Boorishness Reigns on the Water

    By Sunday evening, most of the weekend boaters had packed up and gone home, and I went down to the dock to see how it and our boat had fared.
    Not well.
    Traffic had been heavy all weekend, with boats racing by at full speed just yards off our dock, and our pontoon boat had bucked and pitched like a horse saddled for the first time. I'd checked on the lines and the fenders several times during the weekend and shook my fist at a boat pulling a water skier past our dock, sending out a wake that rivaled waves at the beach. For all the good it did.
    By the time I made my inspection Sunday evening, the accumulated idiocy had taken its toll. A stout, well secured dock cleat had been yanked so violently that it had come loose, but not before the dock board it was anchored to and the banding it was nailed to had pulled loose.
    Here I am left to repair the damage caused by inconsiderate idiots.
    It made me long for an earlier time when there were fewer boatmen and a certain pride in seamanship. That seamanship included adherence to a code of conduct that included fundamental courtesy toward other craft and to those ashore. We learned and relearned that as the operator of a vessel you are responsible for damage caused by your wake.
    There were fewer boats then, and they were less powerful. In some ways, they required more skill to operate, and there was some sense of fraternity among boatmen. (There were exceptions, of course, just fewer of them.)

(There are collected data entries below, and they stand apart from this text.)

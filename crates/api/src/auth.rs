// Copyright (C) 2026 Fred Clausen
// Use of this source code is governed by an MIT-style
// license that can be found in the LICENSE file or at
// https://opensource.org/licenses/MIT.

//! Authentication and authorization types.
//!
//! Per-PDR permissions come from the domain permission resolver. This module
//! only covers identity and the few operations that sit outside it.

use pdr::Pdr;
use pdr_audit::Actor;
use pdr_domain::{PdrStatus, UserRole};

use crate::error::AuthError;

/// An authenticated user with an associated role.
#[derive(Debug, Clone, PartialEq, Eq)]
pub struct AuthenticatedActor {
    /// The user's identifier.
    pub user_id: i64,
    /// The name shown in notifications and the audit trail.
    pub display_name: String,
    /// The role assigned to this user.
    pub role: UserRole,
}

impl AuthenticatedActor {
    /// Creates a new authenticated actor.
    ///
    /// # Arguments
    ///
    /// * `user_id` - The user's identifier
    /// * `display_name` - The user's display name
    /// * `role` - The role assigned to this user
    #[must_use]
    pub const fn new(user_id: i64, display_name: String, role: UserRole) -> Self {
        Self {
            user_id,
            display_name,
            role,
        }
    }

    /// Converts this authenticated actor into an audit Actor.
    ///
    /// The result is also the identity the core uses for permission checks.
    #[must_use]
    pub fn to_audit_actor(&self) -> Actor {
        Actor::new(self.user_id, self.role, self.display_name.clone())
    }

    /// Returns true if the actor reviews PDRs.
    #[must_use]
    pub const fn is_ceo(&self) -> bool {
        matches!(self.role, UserRole::Ceo)
    }
}

/// Authorization checks for operations the permission resolver does not cover.
pub struct AuthorizationService;

impl AuthorizationService {
    /// Checks if an actor may start a new PDR.
    ///
    /// Only employees create PDRs; the CEO reviews them.
    ///
    /// # Errors
    ///
    /// Returns an error if the actor does not have the `EMPLOYEE` role.
    pub fn authorize_create_pdr(actor: &AuthenticatedActor) -> Result<(), AuthError> {
        match actor.role {
            UserRole::Employee => Ok(()),
            UserRole::Ceo => Err(AuthError::Unauthorized {
                action: String::from("create_pdr"),
                required_role: String::from("EMPLOYEE"),
            }),
        }
    }

    /// Checks if an actor may delete a PDR.
    ///
    /// Only the owner may delete, and only before the first submission.
    ///
    /// # Errors
    ///
    /// Returns an error if:
    /// - The actor does not own the PDR
    /// - The PDR has left `CREATED`
    pub fn authorize_delete_pdr(actor: &AuthenticatedActor, pdr: &Pdr) -> Result<(), AuthError> {
        if !pdr.is_owned_by(actor.user_id) {
            return Err(AuthError::Unauthorized {
                action: String::from("delete_pdr"),
                required_role: String::from("owning EMPLOYEE"),
            });
        }
        if pdr.status != PdrStatus::Created {
            return Err(AuthError::Locked {
                action: String::from("delete_pdr"),
                status: pdr.status,
            });
        }
        Ok(())
    }
}

/// Stub authentication for callers that assert their own identity.
///
/// There is no credential check. The identity is validated for shape only.
///
/// # Arguments
///
/// * `user_id` - The identifier of the user to authenticate
/// * `display_name` - The user's display name
/// * `role` - The role name (`EMPLOYEE` or `CEO`, any case)
///
/// # Errors
///
/// Returns an error if:
/// - The user ID is not positive
/// - The display name is blank
/// - The role is not recognized
pub fn authenticate_stub(
    user_id: i64,
    display_name: &str,
    role: &str,
) -> Result<AuthenticatedActor, AuthError> {
    if user_id <= 0 {
        return Err(AuthError::AuthenticationFailed {
            reason: format!("User ID must be positive, got {user_id}"),
        });
    }

    let display_name: &str = display_name.trim();
    if display_name.is_empty() {
        return Err(AuthError::AuthenticationFailed {
            reason: String::from("Display name cannot be empty"),
        });
    }

    let role: UserRole = role
        .parse()
        .map_err(|e: pdr_domain::DomainError| AuthError::AuthenticationFailed {
            reason: e.to_string(),
        })?;

    Ok(AuthenticatedActor::new(
        user_id,
        display_name.to_string(),
        role,
    ))
}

    Now any idiot who can pass a fairly simple test can twist the key of a high powered boat and go roaring off unshackled by the bonds of common courtesy.
    Under the law, boaters are still responsible. Alabama law's definition of reckless operation of a vessel includes "willful or wanton disregard for the safety of persons or property... ."

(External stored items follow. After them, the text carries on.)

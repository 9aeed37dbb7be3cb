// Copyright (C) 2026 Fred Clausen
// Use of this source code is governed by an MIT-style
// license that can be found in the LICENSE file or at
// https://opensource.org/licenses/MIT.

use pdr_domain::{Behavior, Goal, PdrAction, PdrStatus};

/// A command represents user intent as data only.
///
/// Commands are the only way to request changes to a PDR.
#[derive(Debug, Clone, PartialEq, Eq)]
pub enum Command {
    /// Move the PDR to a new status via a named action.
    Transition {
        /// The requested status.
        target: PdrStatus,
        /// The action performing the change.
        action: PdrAction,
    },
    /// Replace the employee's goals.
    ///
    /// CEO comments already recorded on a goal at the same position are kept.
    /// A goal carrying CEO comments must keep its position and title unless
    /// the actor may edit CEO fields.
    ReviseGoals {
        /// The new goal list.
        goals: Vec<Goal>,
    },
    /// Replace the employee's behavior entries.
    ///
    /// CEO comments already recorded at the same position are kept. A
    /// commented behavior must keep its position and description unless the
    /// actor may edit CEO fields.
    ReviseBehaviors {
        /// The new behavior list.
        behaviors: Vec<Behavior>,
    },
    /// Record or clear CEO feedback on one goal.
    RecordGoalFeedback {
        /// Position of the goal.
        goal_index: usize,
        /// The feedback, or `None` to clear it.
        comments: Option<String>,
    },
    /// Record or clear CEO feedback on one behavior.
    RecordBehaviorFeedback {
        /// Position of the behavior.
        behavior_index: usize,
        /// The feedback, or `None` to clear it.
        comments: Option<String>,
    },
}

/// Audit action names of the commands that write CEO feedback.
pub const FEEDBACK_COMMANDS: [&str; 2] = ["RecordGoalFeedback", "RecordBehaviorFeedback"];

impl Command {
    /// Returns the name recorded in audit events for this command.
    #[must_use]
    pub const fn name(&self) -> &'static str {
        match self {
            Self::Transition { action, .. } => action.as_str(),
            Self::ReviseGoals { .. } => "ReviseGoals",
            Self::ReviseBehaviors { .. } => "ReviseBehaviors",
            Self::RecordGoalFeedback { .. } => "RecordGoalFeedback",
            Self::RecordBehaviorFeedback { .. } => "RecordBehaviorFeedback",
        }
    }

    /// Returns true if the command writes CEO feedback.
    #[must_use]
    pub const fn is_feedback(&self) -> bool {
        matches!(
            self,
            Self::RecordGoalFeedback { .. } | Self::RecordBehaviorFeedback { .. }
        )
    }
}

Careless operation includes "endangerment of life, limb or property."
    Those rules are included in the leaflet "Alabama Boating Laws and Regulations that you can find at most marinas and at many sporting goods dealers.
    Enforcement of the law is spotty though. The Marine Police are stretched pretty thin, and Lake Martin is a big body of water.
    Boorishness on the water is just a small part of the me first attitude that prevails in so much of our culture.
    Meanwhile, I'm considering investing in a small canon and perhaps a few mines.